*ACTIVITY:* Write only the number of lines in the records beneath that hold "first".

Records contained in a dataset
.....

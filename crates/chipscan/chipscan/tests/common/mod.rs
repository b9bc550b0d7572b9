//! Scripted card and verification service doubles

#![allow(dead_code, unreachable_pub)]

use std::collections::{HashMap, VecDeque};
use std::sync::atomic::{AtomicUsize, Ordering};
use std::sync::{Arc, Mutex};

use chipscan::{HttpClient, HttpError, HttpReply};
use chipscan_apdu_core::{Bytes, CardTransport, CardTransportFactory, TransportError};
use serde_json::Value;
use url::Url;

/// What a card does with the next command
#[derive(Debug, Clone)]
pub enum Reply {
    /// Payload followed by SW1 SW2
    Data(Vec<u8>, [u8; 2]),
    /// Raw response bytes, status word included
    Raw(Vec<u8>),
    /// The exchange fails
    Fault(TransportError),
}

/// Shared script and log of a simulated card
#[derive(Debug, Default)]
pub struct Card {
    replies: Mutex<VecDeque<Reply>>,
    commands: Mutex<Vec<Vec<u8>>>,
    opened: AtomicUsize,
    released: AtomicUsize,
}

impl Card {
    pub fn scripted(replies: impl IntoIterator<Item = Reply>) -> Arc<Self> {
        Arc::new(Self {
            replies: Mutex::new(replies.into_iter().collect()),
            ..Self::default()
        })
    }

    /// Commands received so far, as uppercase hex
    pub fn commands(&self) -> Vec<String> {
        self.commands
            .lock()
            .unwrap()
            .iter()
            .map(hex::encode_upper)
            .collect()
    }

    pub fn opened(&self) -> usize {
        self.opened.load(Ordering::SeqCst)
    }

    pub fn released(&self) -> usize {
        self.released.load(Ordering::SeqCst)
    }
}

/// Transport session on a [`Card`]
#[derive(Debug)]
pub struct CardSession(Arc<Card>);

impl CardTransport for CardSession {
    fn do_transmit_raw(&mut self, command: &[u8]) -> Result<Bytes, TransportError> {
        self.0.commands.lock().unwrap().push(command.to_vec());
        match self.0.replies.lock().unwrap().pop_front() {
            Some(Reply::Data(mut payload, sw)) => {
                payload.extend_from_slice(&sw);
                Ok(Bytes::from(payload))
            }
            Some(Reply::Raw(bytes)) => Ok(Bytes::from(bytes)),
            Some(Reply::Fault(e)) => Err(e),
            None => Err(TransportError::Other("script exhausted".to_string())),
        }
    }

    fn is_connected(&self) -> bool {
        true
    }

    fn reset(&mut self) -> Result<(), TransportError> {
        Ok(())
    }
}

impl Drop for CardSession {
    fn drop(&mut self) {
        self.0.released.fetch_add(1, Ordering::SeqCst);
    }
}

/// Factory opening sessions on one [`Card`]
#[derive(Debug, Clone)]
pub struct CardReader {
    pub name: &'static str,
    pub card: Arc<Card>,
}

impl CardReader {
    pub fn new(card: Arc<Card>) -> Self {
        Self {
            name: "Test Reader 0",
            card,
        }
    }
}

impl CardTransportFactory for CardReader {
    type Transport = CardSession;

    fn open(&self, reader: &str) -> Result<CardSession, TransportError> {
        if reader != self.name {
            return Err(TransportError::ReaderNotFound(reader.to_string()));
        }
        self.card.opened.fetch_add(1, Ordering::SeqCst);
        Ok(CardSession(Arc::clone(&self.card)))
    }
}

/// HTTP stub answering each endpoint path with a fixed status and body
#[derive(Debug, Default)]
pub struct StubServer {
    routes: HashMap<&'static str, (u16, String)>,
    requests: Mutex<Vec<(String, Value)>>,
}

impl StubServer {
    pub fn new() -> Self {
        Self::default()
    }

    pub fn route(mut self, path: &'static str, status: u16, body: Value) -> Self {
        self.routes.insert(path, (status, body.to_string()));
        self
    }

    pub fn route_raw(mut self, path: &'static str, status: u16, body: &str) -> Self {
        self.routes.insert(path, (status, body.to_string()));
        self
    }

    /// The default happy-path replies
    pub fn happy() -> Self {
        Self::new()
            .route(
                "get-challenge",
                200,
                serde_json::json!({ "picc-challenge": "00112233" }),
            )
            .route(
                "pcd-challenge",
                200,
                serde_json::json!({ "pcd-response": "C0FFEE" }),
            )
            .route(
                "check-response",
                200,
                serde_json::json!({ "check-result": "pass", "result-data": "member 42" }),
            )
    }

    /// Number of requests made to `path`
    pub fn calls(&self, path: &str) -> usize {
        self.requests
            .lock()
            .unwrap()
            .iter()
            .filter(|(p, _)| p == path)
            .count()
    }

    /// Body of the first request made to `path`
    pub fn body(&self, path: &str) -> Option<Value> {
        self.requests
            .lock()
            .unwrap()
            .iter()
            .find(|(p, _)| p == path)
            .map(|(_, body)| body.clone())
    }
}

impl HttpClient for StubServer {
    fn post_json(&self, url: &Url, body: &Value) -> Result<HttpReply, HttpError> {
        let path = url
            .path_segments()
            .and_then(|mut segments| segments.next_back())
            .unwrap_or_default()
            .to_string();
        self.requests
            .lock()
            .unwrap()
            .push((path.clone(), body.clone()));

        match self.routes.get(path.as_str()) {
            Some((status, reply)) => Ok(HttpReply::new(*status, reply.clone())),
            None => Err(format!("no route for {path}").into()),
        }
    }
}

pub const OK: [u8; 2] = [0x90, 0x00];
pub const NOT_FOUND: [u8; 2] = [0x6A, 0x82];

/// UID as the reader returns it, least significant byte first
pub const RAW_UID: [u8; 7] = [0x80, 0x9E, 0x8D, 0x7C, 0x6B, 0x5A, 0x04];
pub const UID_HEX: &str = "045A6B7C8D9E80";
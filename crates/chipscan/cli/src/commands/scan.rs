use std::time::Duration;

use chipscan::{Error, ScanResult, Scanner, VerificationClient};
use chipscan_apdu_core::{CardTransportFactory, TransportError};
use chipscan_apdu_transport_pcsc::{CardEvent, PcscDeviceManager, PcscTransport};
use colored::Colorize;
use tracing::{info, warn};

use super::reader::resolve_reader;
use crate::config::Config;

/// How long one wait for card events blocks
const EVENT_POLL: Duration = Duration::from_secs(1);

/// Print a completed scan
fn report(result: &ScanResult) {
    if result.recognized() {
        println!("uid: {} ({})", result.uid(), result.device_family());
        println!("check-result: {}", result.verdict().unwrap_or_default().bold());
        println!("result data: {}", result.result_data().unwrap_or_default());
    } else {
        println!("uid: {}", result.uid());
        println!("{}", result.to_string().yellow());
    }
}

fn report_error(error: &Error) {
    println!("{} {error}", "error:".red().bold());
}

fn open_with(
    manager: &PcscDeviceManager,
) -> impl Fn(&str) -> Result<PcscTransport, TransportError> + '_ {
    move |reader: &str| manager.open(reader)
}

/// Scan the card on the configured reader once
pub(crate) fn scan_once(manager: &PcscDeviceManager, config: &Config) -> eyre::Result<()> {
    let reader = resolve_reader(manager, config.reader.as_deref())?;
    info!("Using reader: {}", reader.name());

    let service = VerificationClient::new(&config.client_config())?;
    let scanner =
        Scanner::with_service(config.api_key()?, reader.name(), open_with(manager), service)
            .with_registry(config.registry()?);

    let result = scanner.scan()?;
    report(&result);
    Ok(())
}

/// Scan on every card insertion until the process is interrupted
///
/// Scans run one at a time on this thread. Insertions that happen while a
/// scan is running are seen on the next wait.
pub(crate) fn watch(manager: &PcscDeviceManager, config: &Config) -> eyre::Result<()> {
    let api_key = config.api_key()?;
    let registry = config.registry()?;
    let service = VerificationClient::new(&config.client_config())?;
    let mut monitor = manager.monitor();

    match config.reader.as_deref() {
        Some(reader) => println!("Waiting for cards on {reader} (Ctrl-C to stop)"),
        None => println!("Waiting for cards on any reader (Ctrl-C to stop)"),
    }

    loop {
        let events = monitor.wait_for_card_events(config.reader.as_deref(), EVENT_POLL)?;

        for event in events {
            let (reader, atr) = match event {
                CardEvent::Inserted { reader, atr } => (reader, atr),
                CardEvent::Removed { reader } => {
                    info!(reader = %reader, "Card removed");
                    continue;
                }
            };
            info!(reader = %reader, atr = %chipscan::to_hex(&atr), "Card inserted");

            let scanner =
                Scanner::with_service(api_key, reader.as_str(), open_with(manager), &service)
                    .with_registry(registry.clone());
            match scanner.scan() {
                Ok(result) => report(&result),
                Err(e) => {
                    warn!(error = %e, "Scan failed");
                    report_error(&e);
                }
            }
        }
    }
}
//! Client for the remote verification service
//!
//! The service exposes three POST endpoints taking and returning flat JSON
//! objects with string fields. [`VerificationClient`] speaks that protocol over
//! any [`HttpClient`]; the scan engine only depends on the
//! [`VerificationService`] trait.

mod client;
mod http;

pub use client::{ClientConfig, DEFAULT_BASE_URL, VerificationClient};
pub use http::{HttpClient, HttpReply, ReqwestHttpClient};

use std::fmt;

use crate::error::Result;

/// Endpoints of the verification service
#[derive(Debug, Clone, Copy, PartialEq, Eq, Hash)]
pub enum Endpoint {
    /// Issues a fresh server challenge
    GetChallenge,
    /// Answers the card's challenge
    PcdChallenge,
    /// Checks the card's final response
    CheckResponse,
}

impl Endpoint {
    /// Path relative to the service base URL
    pub const fn path(&self) -> &'static str {
        match self {
            Self::GetChallenge => "get-challenge",
            Self::PcdChallenge => "pcd-challenge",
            Self::CheckResponse => "check-response",
        }
    }
}

impl fmt::Display for Endpoint {
    fn fmt(&self, f: &mut fmt::Formatter<'_>) -> fmt::Result {
        f.write_str(self.path())
    }
}

/// Final answer of the verification service
#[derive(Debug, Clone, PartialEq, Eq)]
pub struct Verdict {
    /// Value of `check-result`
    pub check_result: String,
    /// Value of `result-data`
    pub result_data: String,
}

/// The three operations of the verification protocol
///
/// None of them retries. Hex arguments are uppercase without separators.
pub trait VerificationService {
    /// Obtain a server challenge for this API key
    fn fetch_challenge(&self, api_key: &str) -> Result<String>;

    /// Submit the card's challenge and obtain the response to send back to it
    fn submit_device_challenge(
        &self,
        uid: &str,
        picc_challenge: &str,
        pcd_challenge: &str,
    ) -> Result<String>;

    /// Submit the card's final response and obtain the verdict
    fn check_result(&self, uid: &str, picc_challenge: &str, picc_response: &str)
    -> Result<Verdict>;
}

impl<T: VerificationService + ?Sized> VerificationService for &T {
    fn fetch_challenge(&self, api_key: &str) -> Result<String> {
        (**self).fetch_challenge(api_key)
    }

    fn submit_device_challenge(
        &self,
        uid: &str,
        picc_challenge: &str,
        pcd_challenge: &str,
    ) -> Result<String> {
        (**self).submit_device_challenge(uid, picc_challenge, pcd_challenge)
    }

    fn check_result(
        &self,
        uid: &str,
        picc_challenge: &str,
        picc_response: &str,
    ) -> Result<Verdict> {
        (**self).check_result(uid, picc_challenge, picc_response)
    }
}
//! Error types specific to APDU responses

/// Error for APDU response processing
#[derive(Debug, Clone, PartialEq, Eq, thiserror::Error)]
pub enum ResponseError {
    /// Incomplete response (less than 2 bytes)
    #[error("Incomplete response: {0} bytes")]
    Incomplete(usize),
}
//! JSON protocol of the verification service

use std::time::Duration;

use serde_json::{Value, json};
use tracing::{debug, trace};
use url::Url;

use super::http::{HttpClient, ReqwestHttpClient};
use super::{Endpoint, Verdict, VerificationService};
use crate::error::{Error, Result};

/// Production verification service
pub const DEFAULT_BASE_URL: &str = "https://api2.vivokey.com/v1/";

/// Connection settings for [`VerificationClient`]
#[derive(Debug, Clone, PartialEq, Eq)]
pub struct ClientConfig {
    /// Base URL the endpoint paths are resolved against
    pub base_url: String,
    /// Per-request timeout, `None` for no timeout
    pub timeout: Option<Duration>,
}

impl Default for ClientConfig {
    fn default() -> Self {
        Self {
            base_url: DEFAULT_BASE_URL.to_string(),
            timeout: None,
        }
    }
}

impl ClientConfig {
    /// Create the default configuration
    pub fn new() -> Self {
        Self::default()
    }

    /// Set the base URL
    pub fn with_base_url(mut self, base_url: impl Into<String>) -> Self {
        self.base_url = base_url.into();
        self
    }

    /// Set the request timeout
    pub const fn with_timeout(mut self, timeout: Duration) -> Self {
        self.timeout = Some(timeout);
        self
    }

    /// Resolve the URL of `endpoint`
    ///
    /// A missing trailing slash on the base URL is added so the last path
    /// segment is kept.
    pub fn endpoint_url(&self, endpoint: Endpoint) -> Result<Url> {
        let mut base = Url::parse(&self.base_url)?;
        if !base.path().ends_with('/') {
            let path = format!("{}/", base.path());
            base.set_path(&path);
        }
        Ok(base.join(endpoint.path())?)
    }
}

/// [`VerificationService`] over HTTPS and JSON
#[derive(Debug, Clone)]
pub struct VerificationClient<C = ReqwestHttpClient> {
    http: C,
    get_challenge: Url,
    pcd_challenge: Url,
    check_response: Url,
}

impl VerificationClient<ReqwestHttpClient> {
    /// Create a client using `reqwest`
    pub fn new(config: &ClientConfig) -> Result<Self> {
        let http = ReqwestHttpClient::new(config.timeout).map_err(Error::HttpClient)?;
        Self::with_http_client(config, http)
    }
}

impl<C: HttpClient> VerificationClient<C> {
    /// Create a client over a custom [`HttpClient`]
    pub fn with_http_client(config: &ClientConfig, http: C) -> Result<Self> {
        Ok(Self {
            http,
            get_challenge: config.endpoint_url(Endpoint::GetChallenge)?,
            pcd_challenge: config.endpoint_url(Endpoint::PcdChallenge)?,
            check_response: config.endpoint_url(Endpoint::CheckResponse)?,
        })
    }

    /// The underlying HTTP client
    pub const fn http_client(&self) -> &C {
        &self.http
    }

    const fn url(&self, endpoint: Endpoint) -> &Url {
        match endpoint {
            Endpoint::GetChallenge => &self.get_challenge,
            Endpoint::PcdChallenge => &self.pcd_challenge,
            Endpoint::CheckResponse => &self.check_response,
        }
    }

    /// POST `body` and parse the reply as a JSON object
    ///
    /// A body that is not JSON is treated as an empty object, so the caller
    /// reports the first field it cannot find.
    fn post(&self, endpoint: Endpoint, body: &Value) -> Result<Value> {
        let url = self.url(endpoint);
        debug!(%endpoint, "Calling verification service");

        let reply = self
            .http
            .post_json(url, body)
            .map_err(|source| Error::Network { endpoint, source })?;

        if !reply.is_success() {
            return Err(Error::Server {
                endpoint,
                status: reply.status,
            });
        }

        trace!(%endpoint, body = %String::from_utf8_lossy(&reply.body), "Reply received");
        Ok(serde_json::from_slice(&reply.body).unwrap_or_else(|e| {
            debug!(%endpoint, error = %e, "Reply is not JSON");
            Value::Null
        }))
    }
}

/// Extract a string field from a reply object
fn string_field(reply: &Value, endpoint: Endpoint, field: &'static str) -> Result<String> {
    reply
        .get(field)
        .and_then(Value::as_str)
        .map(str::to_string)
        .ok_or(Error::MalformedResponse { endpoint, field })
}

impl<C: HttpClient> VerificationService for VerificationClient<C> {
    fn fetch_challenge(&self, api_key: &str) -> Result<String> {
        let endpoint = Endpoint::GetChallenge;
        let reply = self.post(endpoint, &json!({ "api-key": api_key }))?;
        string_field(&reply, endpoint, "picc-challenge")
    }

    fn submit_device_challenge(
        &self,
        uid: &str,
        picc_challenge: &str,
        pcd_challenge: &str,
    ) -> Result<String> {
        let endpoint = Endpoint::PcdChallenge;
        let body = json!({
            "picc-uid": uid,
            "picc-challenge": picc_challenge,
            "pcd-challenge": pcd_challenge,
        });
        let reply = self.post(endpoint, &body)?;
        string_field(&reply, endpoint, "pcd-response")
    }

    fn check_result(
        &self,
        uid: &str,
        picc_challenge: &str,
        picc_response: &str,
    ) -> Result<Verdict> {
        let endpoint = Endpoint::CheckResponse;
        let body = json!({
            "picc-uid": uid,
            "picc-challenge": picc_challenge,
            "picc-response": picc_response,
        });
        let reply = self.post(endpoint, &body)?;
        Ok(Verdict {
            check_result: string_field(&reply, endpoint, "check-result")?,
            result_data: string_field(&reply, endpoint, "result-data")?,
        })
    }
}

#[cfg(test)]
mod tests {
    use super::*;
    use crate::error::HttpError;
    use crate::verify::HttpReply;
    use std::cell::RefCell;

    /// Replies with a fixed status and body and records every request
    #[derive(Debug)]
    struct FixedReply {
        status: u16,
        body: &'static str,
        requests: RefCell<Vec<(Url, Value)>>,
    }

    impl FixedReply {
        fn new(status: u16, body: &'static str) -> Self {
            Self {
                status,
                body,
                requests: RefCell::new(Vec::new()),
            }
        }
    }

    impl HttpClient for FixedReply {
        fn post_json(&self, url: &Url, body: &Value) -> std::result::Result<HttpReply, HttpError> {
            self.requests.borrow_mut().push((url.clone(), body.clone()));
            Ok(HttpReply::new(self.status, self.body))
        }
    }

    struct Unreachable;

    impl HttpClient for Unreachable {
        fn post_json(&self, _: &Url, _: &Value) -> std::result::Result<HttpReply, HttpError> {
            Err("connection refused".into())
        }
    }

    fn client<C: HttpClient>(http: C) -> VerificationClient<C> {
        VerificationClient::with_http_client(&ClientConfig::default(), http).unwrap()
    }

    #[test]
    fn test_endpoint_urls() {
        let config = ClientConfig::default();
        assert_eq!(
            config.endpoint_url(Endpoint::GetChallenge).unwrap().as_str(),
            "https://api2.vivokey.com/v1/get-challenge"
        );

        let config = ClientConfig::new().with_base_url("http://localhost:8080/api");
        assert_eq!(
            config.endpoint_url(Endpoint::CheckResponse).unwrap().as_str(),
            "http://localhost:8080/api/check-response"
        );

        let config = ClientConfig::new().with_base_url("not a url");
        assert!(matches!(
            config.endpoint_url(Endpoint::PcdChallenge),
            Err(Error::InvalidUrl(_))
        ));
    }

    #[test]
    fn test_fetch_challenge_request() {
        let client = client(FixedReply::new(200, r#"{"picc-challenge":"00112233"}"#));
        assert_eq!(client.fetch_challenge("secret").unwrap(), "00112233");

        let requests = client.http_client().requests.borrow();
        assert_eq!(requests.len(), 1);
        assert_eq!(requests[0].0.path(), "/v1/get-challenge");
        assert_eq!(requests[0].1, json!({ "api-key": "secret" }));
    }

    #[test]
    fn test_submit_device_challenge_request() {
        let client = client(FixedReply::new(200, r#"{"pcd-response":"C0FFEE"}"#));
        let response = client
            .submit_device_challenge("04A1B2C3D4E5F6", "0011", "AABB")
            .unwrap();
        assert_eq!(response, "C0FFEE");

        let requests = client.http_client().requests.borrow();
        assert_eq!(
            requests[0].1,
            json!({
                "picc-uid": "04A1B2C3D4E5F6",
                "picc-challenge": "0011",
                "pcd-challenge": "AABB",
            })
        );
    }

    #[test]
    fn test_check_result_fields() {
        let client = client(FixedReply::new(
            200,
            r#"{"check-result":"pass","result-data":"member 42","extra":1}"#,
        ));
        let verdict = client.check_result("04", "0011", "1234").unwrap();
        assert_eq!(verdict.check_result, "pass");
        assert_eq!(verdict.result_data, "member 42");
    }

    #[test]
    fn test_server_error() {
        let client = client(FixedReply::new(500, "internal error"));
        let err = client.fetch_challenge("secret").unwrap_err();
        assert!(matches!(
            err,
            Error::Server {
                endpoint: Endpoint::GetChallenge,
                status: 500
            }
        ));
    }

    #[test]
    fn test_network_error() {
        let err = client(Unreachable).fetch_challenge("secret").unwrap_err();
        assert!(matches!(
            err,
            Error::Network {
                endpoint: Endpoint::GetChallenge,
                ..
            }
        ));
    }

    #[test]
    fn test_missing_or_non_string_field() {
        let err = client(FixedReply::new(200, r#"{"pcd-response":42}"#))
            .submit_device_challenge("04", "00", "AA")
            .unwrap_err();
        assert!(matches!(
            err,
            Error::MalformedResponse {
                endpoint: Endpoint::PcdChallenge,
                field: "pcd-response"
            }
        ));

        let err = client(FixedReply::new(200, r#"{"check-result":"pass"}"#))
            .check_result("04", "00", "AA")
            .unwrap_err();
        assert!(matches!(
            err,
            Error::MalformedResponse {
                field: "result-data",
                ..
            }
        ));

        let err = client(FixedReply::new(200, "<html>"))
            .fetch_challenge("secret")
            .unwrap_err();
        assert!(matches!(
            err,
            Error::MalformedResponse {
                field: "picc-challenge",
                ..
            }
        ));
    }
}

.....

*SOLUTION TO THE EXERCISE:* 3